• **Task to complete**
Show every line of the data below that includes the word "impl".

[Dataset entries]
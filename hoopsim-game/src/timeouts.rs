//! Timeout budget, scoring runs, and when a coach stops play.
use serde::{Deserialize, Serialize};

use crate::constants::{
    LATE_TIMEOUT_MAX_DEFICIT, LATE_TIMEOUT_SECONDS, REGULATION_PERIODS, RUN_TRIGGER_AGGRESSIVE,
    RUN_TRIGGER_CONSERVATIVE, RUN_TRIGGER_STANDARD, TIMEOUTS_PER_GAME,
};
use crate::possession::state::DeadBallWindow;
use crate::tactics::TimeoutStrategy;
use crate::team::TeamSide;

#[derive(Debug, Clone, Copy, PartialEq, Eq, Hash, Serialize, Deserialize)]
#[serde(tag = "trigger", rename_all = "snake_case")]
pub enum TimeoutReason {
    /// Opponent's unanswered run reached the strategy's trigger.
    Momentum { run: u16 },
    /// Trailing by a possession in the final minute.
    LateGame,
}

#[derive(Debug, Clone, Copy, PartialEq, Eq, Serialize, Deserialize)]
pub struct TimeoutEvent {
    pub side: TeamSide,
    pub reason: TimeoutReason,
    /// Timeouts left after this one.
    pub remaining: u8,
}

/// Clock and score as seen by the team considering a timeout.
#[derive(Debug, Clone, Copy, PartialEq)]
pub struct TimeoutSituation {
    pub period: u8,
    pub time_remaining: f64,
    /// This team's score minus the opponent's.
    pub score_diff: i32,
}

/// Unanswered points needed before a momentum timeout.
#[must_use]
pub const fn run_trigger(strategy: TimeoutStrategy) -> u16 {
    match strategy {
        TimeoutStrategy::Aggressive => RUN_TRIGGER_AGGRESSIVE,
        TimeoutStrategy::Standard => RUN_TRIGGER_STANDARD,
        TimeoutStrategy::Conservative => RUN_TRIGGER_CONSERVATIVE,
    }
}

#[derive(Debug, Clone, PartialEq, Eq, Serialize, Deserialize)]
pub struct TimeoutManager {
    remaining: [u8; 2],
    /// Team on the current run and its unanswered points.
    run: Option<(TeamSide, u16)>,
    /// Period in which each team last used its late-game timeout.
    late_called: [Option<u8>; 2],
}

impl Default for TimeoutManager {
    fn default() -> Self {
        Self {
            remaining: [TIMEOUTS_PER_GAME; 2],
            run: None,
            late_called: [None; 2],
        }
    }
}

impl TimeoutManager {
    #[must_use]
    pub fn new() -> Self {
        Self::default()
    }

    #[must_use]
    pub const fn remaining(&self, side: TeamSide) -> u8 {
        self.remaining[side.index()]
    }

    #[must_use]
    pub const fn run(&self) -> Option<(TeamSide, u16)> {
        self.run
    }

    /// Points scored by `side` extend its run or start a new one.
    pub fn record_score(&mut self, side: TeamSide, points: u8) {
        if points == 0 {
            return;
        }
        let points = u16::from(points);
        self.run = match self.run {
            Some((runner, total)) if runner == side => Some((side, total.saturating_add(points))),
            _ => Some((side, points)),
        };
    }

    /// Whether `side` wants a timeout right now.
    #[must_use]
    pub fn evaluate(
        &self,
        side: TeamSide,
        strategy: TimeoutStrategy,
        situation: &TimeoutSituation,
    ) -> Option<TimeoutReason> {
        if self.remaining(side) == 0 {
            return None;
        }
        if let Some((runner, run)) = self.run
            && runner == side.other()
            && run >= run_trigger(strategy)
        {
            return Some(TimeoutReason::Momentum { run });
        }
        let late = situation.period >= REGULATION_PERIODS
            && situation.time_remaining <= LATE_TIMEOUT_SECONDS
            && (-LATE_TIMEOUT_MAX_DEFICIT..=-1).contains(&situation.score_diff)
            && strategy != TimeoutStrategy::Conservative
            && self.late_called[side.index()] != Some(situation.period);
        late.then_some(TimeoutReason::LateGame)
    }

    /// Charge a timeout to `side`. Returns `None` when none are left.
    pub fn call_timeout(
        &mut self,
        _window: &DeadBallWindow<'_>,
        side: TeamSide,
        reason: TimeoutReason,
        period: u8,
    ) -> Option<TimeoutEvent> {
        let remaining = self.remaining[side.index()].checked_sub(1)?;
        self.remaining[side.index()] = remaining;
        self.run = None;
        if reason == TimeoutReason::LateGame {
            self.late_called[side.index()] = Some(period);
        }
        log::info!("{side} timeout ({reason:?}), {remaining} left");
        Some(TimeoutEvent {
            side,
            reason,
            remaining,
        })
    }
}

#[cfg(test)]
mod tests {
    use super::*;
    use crate::possession::state::{BallEvent, PossessionStateMachine};

    fn early() -> TimeoutSituation {
        TimeoutSituation {
            period: 2,
            time_remaining: 400.0,
            score_diff: -10,
        }
    }

    #[test]
    fn runs_accumulate_until_answered() {
        let mut timeouts = TimeoutManager::new();
        timeouts.record_score(TeamSide::Home, 3);
        timeouts.record_score(TeamSide::Home, 2);
        assert_eq!(timeouts.run(), Some((TeamSide::Home, 5)));
        timeouts.record_score(TeamSide::Away, 0);
        assert_eq!(timeouts.run(), Some((TeamSide::Home, 5)));
        timeouts.record_score(TeamSide::Away, 1);
        assert_eq!(timeouts.run(), Some((TeamSide::Away, 1)));
    }

    #[test]
    fn momentum_trigger_depends_on_strategy() {
        let mut timeouts = TimeoutManager::new();
        for _ in 0..4 {
            timeouts.record_score(TeamSide::Home, 2);
        }
        let away = TeamSide::Away;
        assert_eq!(
            timeouts.evaluate(away, TimeoutStrategy::Aggressive, &early()),
            Some(TimeoutReason::Momentum { run: 8 })
        );
        assert_eq!(timeouts.evaluate(away, TimeoutStrategy::Standard, &early()), None);
        assert_eq!(timeouts.evaluate(TeamSide::Home, TimeoutStrategy::Aggressive, &early()), None);
        timeouts.record_score(TeamSide::Home, 2);
        assert!(timeouts.evaluate(away, TimeoutStrategy::Standard, &early()).is_some());
        assert_eq!(timeouts.evaluate(away, TimeoutStrategy::Conservative, &early()), None);
    }

    #[test]
    fn late_game_timeouts_skip_conservative_coaches() {
        let timeouts = TimeoutManager::new();
        let late = TimeoutSituation {
            period: 4,
            time_remaining: 45.0,
            score_diff: -2,
        };
        assert_eq!(
            timeouts.evaluate(TeamSide::Home, TimeoutStrategy::Standard, &late),
            Some(TimeoutReason::LateGame)
        );
        assert_eq!(timeouts.evaluate(TeamSide::Home, TimeoutStrategy::Conservative, &late), None);
        let down_four = TimeoutSituation {
            score_diff: -4,
            ..late
        };
        assert_eq!(timeouts.evaluate(TeamSide::Home, TimeoutStrategy::Aggressive, &down_four), None);
    }

    #[test]
    fn calling_spends_budget_and_resets_the_run() {
        let mut timeouts = TimeoutManager::new();
        let mut machine = PossessionStateMachine::new(TeamSide::Home);
        machine.apply(BallEvent::Inbound);
        machine.apply(BallEvent::MadeBasket {
            scorer: TeamSide::Home,
        });
        timeouts.record_score(TeamSide::Home, 12);
        let window = machine.dead_ball_window().expect("dead after a score");
        let event = timeouts
            .call_timeout(&window, TeamSide::Away, TimeoutReason::LateGame, 4)
            .expect("has timeouts");
        assert_eq!(event.remaining, TIMEOUTS_PER_GAME - 1);
        assert_eq!(timeouts.run(), None);
        let late = TimeoutSituation {
            period: 4,
            time_remaining: 30.0,
            score_diff: -1,
        };
        assert_eq!(timeouts.evaluate(TeamSide::Away, TimeoutStrategy::Aggressive, &late), None);

        for _ in 1..TIMEOUTS_PER_GAME {
            timeouts.call_timeout(&window, TeamSide::Away, TimeoutReason::Momentum { run: 10 }, 4);
        }
        assert_eq!(timeouts.remaining(TeamSide::Away), 0);
        assert!(
            timeouts
                .call_timeout(&window, TeamSide::Away, TimeoutReason::LateGame, 4)
                .is_none()
        );
    }
}
//! Period loop: dead-ball windows, possessions, and the transcript.
use serde::{Deserialize, Serialize};

use crate::box_score::BoxScore;
use crate::constants::{OVERTIME_SECONDS, QUARTER_SECONDS, REGULATION_PERIODS, SHOT_CLOCK_FULL};
use crate::endgame::{EndGameSituation, evaluate};
use crate::fouls::FoulTracker;
use crate::player::Player;
use crate::possession::state::{BallEvent, DeadBallReason, DeadBallWindow, PossessionStateMachine};
use crate::possession::{PossessionContext, PossessionInput, PossessionResult, TeamView, resolve_possession};
use crate::rng::GameRng;
use crate::stamina::StaminaManager;
use crate::substitutions::{
    RosterView, Substitution, SubstitutionManager, SubstitutionOutcome, WindowKind,
};
use crate::tactics::TacticalSettings;
use crate::team::{Team, TeamSide};
use crate::timeouts::{TimeoutEvent, TimeoutManager, TimeoutSituation};

#[derive(Debug, Clone, Copy, Default, PartialEq, Eq, Serialize, Deserialize)]
pub struct Scoreboard {
    pub home: u16,
    pub away: u16,
}

impl Scoreboard {
    #[must_use]
    pub const fn get(&self, side: TeamSide) -> u16 {
        match side {
            TeamSide::Home => self.home,
            TeamSide::Away => self.away,
        }
    }

    pub fn add(&mut self, side: TeamSide, points: u8) {
        let slot = match side {
            TeamSide::Home => &mut self.home,
            TeamSide::Away => &mut self.away,
        };
        *slot = slot.saturating_add(u16::from(points));
    }

    /// `side`'s score minus the opponent's.
    #[must_use]
    pub fn margin(&self, side: TeamSide) -> i32 {
        i32::from(self.get(side)) - i32::from(self.get(side.other()))
    }
}

/// Points scored by each team in one period.
#[derive(Debug, Clone, Copy, PartialEq, Eq, Serialize, Deserialize)]
pub struct PeriodScore {
    pub period: u8,
    pub home: u16,
    pub away: u16,
}

/// A foul-out replacement made at a whistle inside a possession.
#[derive(Debug, Clone, PartialEq, Eq, Serialize, Deserialize)]
pub struct FoulOutSubstitution {
    /// Index into the possession's ball events of the foul that opened the window.
    pub after_ball_event: usize,
    pub substitution: Substitution,
}

#[derive(Debug, Clone, PartialEq, Serialize, Deserialize)]
pub struct PossessionEntry {
    pub period: u8,
    /// Game clock when the possession started.
    pub clock: f64,
    /// Score after the possession.
    pub score: Scoreboard,
    pub result: PossessionResult,
    #[serde(default, skip_serializing_if = "Vec::is_empty")]
    pub foul_outs: Vec<FoulOutSubstitution>,
}

/// One transcript entry.
#[derive(Debug, Clone, PartialEq, Serialize, Deserialize)]
#[serde(tag = "entry", rename_all = "snake_case")]
pub enum PlayByPlay {
    JumpBall {
        period: u8,
        winner: TeamSide,
    },
    PeriodStart {
        period: u8,
        possession: TeamSide,
    },
    Substitution {
        period: u8,
        clock: f64,
        window: DeadBallReason,
        substitution: Substitution,
    },
    /// A fouled-out player stayed on the floor for lack of a replacement.
    Stranded {
        period: u8,
        clock: f64,
        side: TeamSide,
        player: String,
    },
    Timeout {
        period: u8,
        clock: f64,
        window: DeadBallReason,
        timeout: TimeoutEvent,
    },
    Possession(Box<PossessionEntry>),
    PeriodEnd {
        period: u8,
        score: Scoreboard,
    },
}

/// Seconds on the clock at the start of `period`.
#[must_use]
pub const fn period_length(period: u8) -> f64 {
    if period <= REGULATION_PERIODS {
        QUARTER_SECONDS
    } else {
        OVERTIME_SECONDS
    }
}

/// Everything that persists across periods.
#[derive(Debug)]
pub(crate) struct GameState<'a> {
    pub teams: [&'a Team; 2],
    pub tactics: [&'a TacticalSettings; 2],
    pub score: Scoreboard,
    pub fouls: FoulTracker,
    pub stamina: StaminaManager,
    pub subs: SubstitutionManager,
    pub timeouts: TimeoutManager,
    pub box_score: BoxScore,
    pub transcript: Vec<PlayByPlay>,
    pub rng: GameRng,
}

impl<'a> GameState<'a> {
    pub fn new(
        home: &'a Team,
        away: &'a Team,
        home_tactics: &'a TacticalSettings,
        away_tactics: &'a TacticalSettings,
        rng: GameRng,
    ) -> Self {
        Self {
            teams: [home, away],
            tactics: [home_tactics, away_tactics],
            score: Scoreboard::default(),
            fouls: FoulTracker::new(),
            stamina: StaminaManager::new(home, away),
            subs: SubstitutionManager::new(home, home_tactics, away, away_tactics),
            timeouts: TimeoutManager::new(),
            box_score: BoxScore::new(home, away),
            transcript: Vec::new(),
            rng,
        }
    }

    fn substitute(
        &mut self,
        window: &DeadBallWindow<'_>,
        side: TeamSide,
        kind: WindowKind,
    ) -> SubstitutionOutcome {
        let roster = RosterView {
            side,
            team: self.teams[side.index()],
            tactics: self.tactics[side.index()],
            stamina: &self.stamina,
            fouls: &self.fouls,
        };
        self.subs.substitute(window, &roster, kind)
    }

    fn on_court_names(&self, side: TeamSide) -> Vec<&'a str> {
        self.subs.on_court_names(side, self.teams[side.index()])
    }

    /// Substitutions for both teams, then at most one timeout.
    fn dead_ball(&mut self, window: &DeadBallWindow<'_>, period: u8, clock: f64, kind: WindowKind) {
        for side in TeamSide::BOTH {
            let outcome = self.substitute(window, side, kind);
            for substitution in outcome.substitutions {
                self.transcript.push(PlayByPlay::Substitution {
                    period,
                    clock,
                    window: window.reason(),
                    substitution,
                });
            }
            for player in outcome.stranded {
                self.transcript.push(PlayByPlay::Stranded {
                    period,
                    clock,
                    side,
                    player,
                });
            }
        }
        if kind == WindowKind::PeriodStart {
            return;
        }
        for side in [window.possession(), window.possession().other()] {
            let situation = TimeoutSituation {
                period,
                time_remaining: clock,
                score_diff: self.score.margin(side),
            };
            let strategy = self.tactics[side.index()].timeout_strategy;
            let Some(reason) = self.timeouts.evaluate(side, strategy, &situation) else {
                continue;
            };
            if let Some(timeout) = self.timeouts.call_timeout(window, side, reason, period) {
                for team in TeamSide::BOTH {
                    let names = self.on_court_names(team);
                    self.stamina.timeout_recovery(team, &names);
                }
                self.transcript.push(PlayByPlay::Timeout {
                    period,
                    clock,
                    window: window.reason(),
                    timeout,
                });
                break;
            }
        }
    }

    fn snapshots(&self, side: TeamSide) -> Vec<Player> {
        let team = self.teams[side.index()];
        self.subs
            .on_court(side)
            .iter()
            .filter_map(|idx| team.roster.get(*idx))
            .map(|player| self.stamina.snapshot(side, player))
            .collect()
    }

    fn resolve(&mut self, context: PossessionContext) -> PossessionResult {
        let offense = context.offense;
        let defense = offense.other();
        let offense_tactics = self.tactics[offense.index()];
        let defense_tactics = self.tactics[defense.index()];
        let overlay = evaluate(
            &EndGameSituation {
                period: context.period,
                time_remaining: context.time_remaining,
                shot_clock: context.shot_clock,
                score_diff: context.score_diff,
            },
            offense_tactics,
            defense_tactics,
        );
        let offense_lineup = self.snapshots(offense);
        let defense_lineup = self.snapshots(defense);
        let input = PossessionInput {
            context,
            offense: TeamView {
                side: offense,
                lineup: &offense_lineup,
                tactics: offense_tactics,
            },
            defense: TeamView {
                side: defense,
                lineup: &defense_lineup,
                tactics: defense_tactics,
            },
            overlay: &overlay,
        };
        resolve_possession(&input, &mut self.fouls, &mut self.rng)
    }

    /// Play one period from the opening possession to the final horn.
    pub fn play_period(&mut self, period: u8, first: TeamSide) -> PeriodScore {
        let start = self.score;
        self.fouls.start_period(period);
        let mut machine = PossessionStateMachine::new(first);
        self.transcript.push(PlayByPlay::PeriodStart {
            period,
            possession: first,
        });
        log::info!("period {period} start, {first} ball");

        let mut clock = period_length(period);
        let mut transition = false;
        let mut shot_clock = SHOT_CLOCK_FULL;
        let mut window_kind = WindowKind::PeriodStart;
        while clock > 0.0 {
            if let Some(window) = machine.dead_ball_window() {
                self.dead_ball(&window, period, clock, window_kind);
            }
            window_kind = WindowKind::Regular;
            if !machine.is_live() {
                machine.apply(BallEvent::Inbound);
            }

            let offense = machine.possession();
            let context = PossessionContext {
                period,
                offense,
                transition,
                shot_clock,
                time_remaining: clock,
                score_diff: self.score.margin(offense),
            };
            let floor = TeamSide::BOTH.map(|side| self.on_court_names(side));
            let result = self.resolve(context);

            let mut foul_outs = Vec::new();
            for (idx, event) in result.ball_events.iter().enumerate() {
                machine.apply(*event);
                if matches!(event, BallEvent::Foul { .. })
                    && let Some(window) = machine.dead_ball_window()
                {
                    for side in TeamSide::BOTH {
                        let outcome = self.substitute(&window, side, WindowKind::FoulOutOnly);
                        for player in outcome.stranded {
                            self.transcript.push(PlayByPlay::Stranded {
                                period,
                                clock,
                                side,
                                player,
                            });
                        }
                        foul_outs.extend(outcome.substitutions.into_iter().map(|substitution| {
                            FoulOutSubstitution {
                                after_ball_event: idx,
                                substitution,
                            }
                        }));
                    }
                }
            }

            self.score.add(offense, result.points);
            self.timeouts.record_score(offense, result.points);
            self.box_score.record(&result);
            for side in TeamSide::BOTH {
                self.stamina.apply_possession(
                    side,
                    &floor[side.index()],
                    self.tactics[side.index()],
                    result.elapsed,
                );
            }

            if result.elapsed > 0.0 {
                clock = (clock - result.elapsed).max(0.0);
            } else {
                log::warn!("fallback: possession consumed no time, ending period {period}");
                clock = 0.0;
            }
            transition = result.next_transition;
            shot_clock = result.next_shot_clock;
            self.transcript.push(PlayByPlay::Possession(Box::new(PossessionEntry {
                period,
                clock: context.time_remaining,
                score: self.score,
                result,
                foul_outs,
            })));
        }

        self.transcript.push(PlayByPlay::PeriodEnd {
            period,
            score: self.score,
        });
        log::info!(
            "period {period} end: {}-{}",
            self.score.home,
            self.score.away
        );
        PeriodScore {
            period,
            home: self.score.home - start.home,
            away: self.score.away - start.away,
        }
    }
}

#[cfg(test)]
mod tests {
    use super::*;
    use crate::team::sample_teams;

    #[test]
    fn a_period_runs_the_clock_down() {
        let (home, away) = sample_teams().expect("sample teams");
        let home_tactics = TacticalSettings::with_default_rotation(&home);
        let away_tactics = TacticalSettings::with_default_rotation(&away);
        let mut state = GameState::new(&home, &away, &home_tactics, &away_tactics, GameRng::from_user_seed(9));
        let score = state.play_period(1, TeamSide::Home);
        assert!(score.home + score.away > 20, "{score:?}");

        let entries: Vec<&PossessionEntry> = state
            .transcript
            .iter()
            .filter_map(|entry| match entry {
                PlayByPlay::Possession(entry) => Some(entry.as_ref()),
                _ => None,
            })
            .collect();
        assert!(entries.len() > 30);
        let total: f64 = entries.iter().map(|entry| entry.result.elapsed).sum();
        assert!((total - QUARTER_SECONDS).abs() < 1e-6, "{total}");
        assert!(matches!(state.transcript.last(), Some(PlayByPlay::PeriodEnd { period: 1, .. })));
    }

    #[test]
    fn team_fouls_reset_each_period() {
        let (home, away) = sample_teams().expect("sample teams");
        let home_tactics = TacticalSettings::with_default_rotation(&home);
        let away_tactics = TacticalSettings::with_default_rotation(&away);
        let mut state = GameState::new(&home, &away, &home_tactics, &away_tactics, GameRng::from_user_seed(4));
        state.play_period(1, TeamSide::Away);
        state.play_period(2, TeamSide::Home);
        for entry in &state.transcript {
            if let PlayByPlay::Possession(entry) = entry {
                for foul in entry.result.fouls() {
                    assert!(foul.team_fouls >= 1);
                }
            }
        }
        let second_period_first_foul = state
            .transcript
            .iter()
            .filter_map(|entry| match entry {
                PlayByPlay::Possession(entry) if entry.period == 2 => entry.result.fouls().next(),
                _ => None,
            })
            .find(|foul| foul.side == TeamSide::Home);
        if let Some(foul) = second_period_first_foul {
            assert_eq!(foul.team_fouls, 1);
        }
    }

    #[test]
    fn margin_is_signed_by_side() {
        let mut score = Scoreboard::default();
        score.add(TeamSide::Home, 3);
        score.add(TeamSide::Away, 2);
        assert_eq!(score.margin(TeamSide::Home), 1);
        assert_eq!(score.margin(TeamSide::Away), -1);
    }
}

• **Exercise answer**
impl Default for TimeoutManager {
impl TimeoutManager {
impl Scoreboard {
impl<'a> GameState<'a> {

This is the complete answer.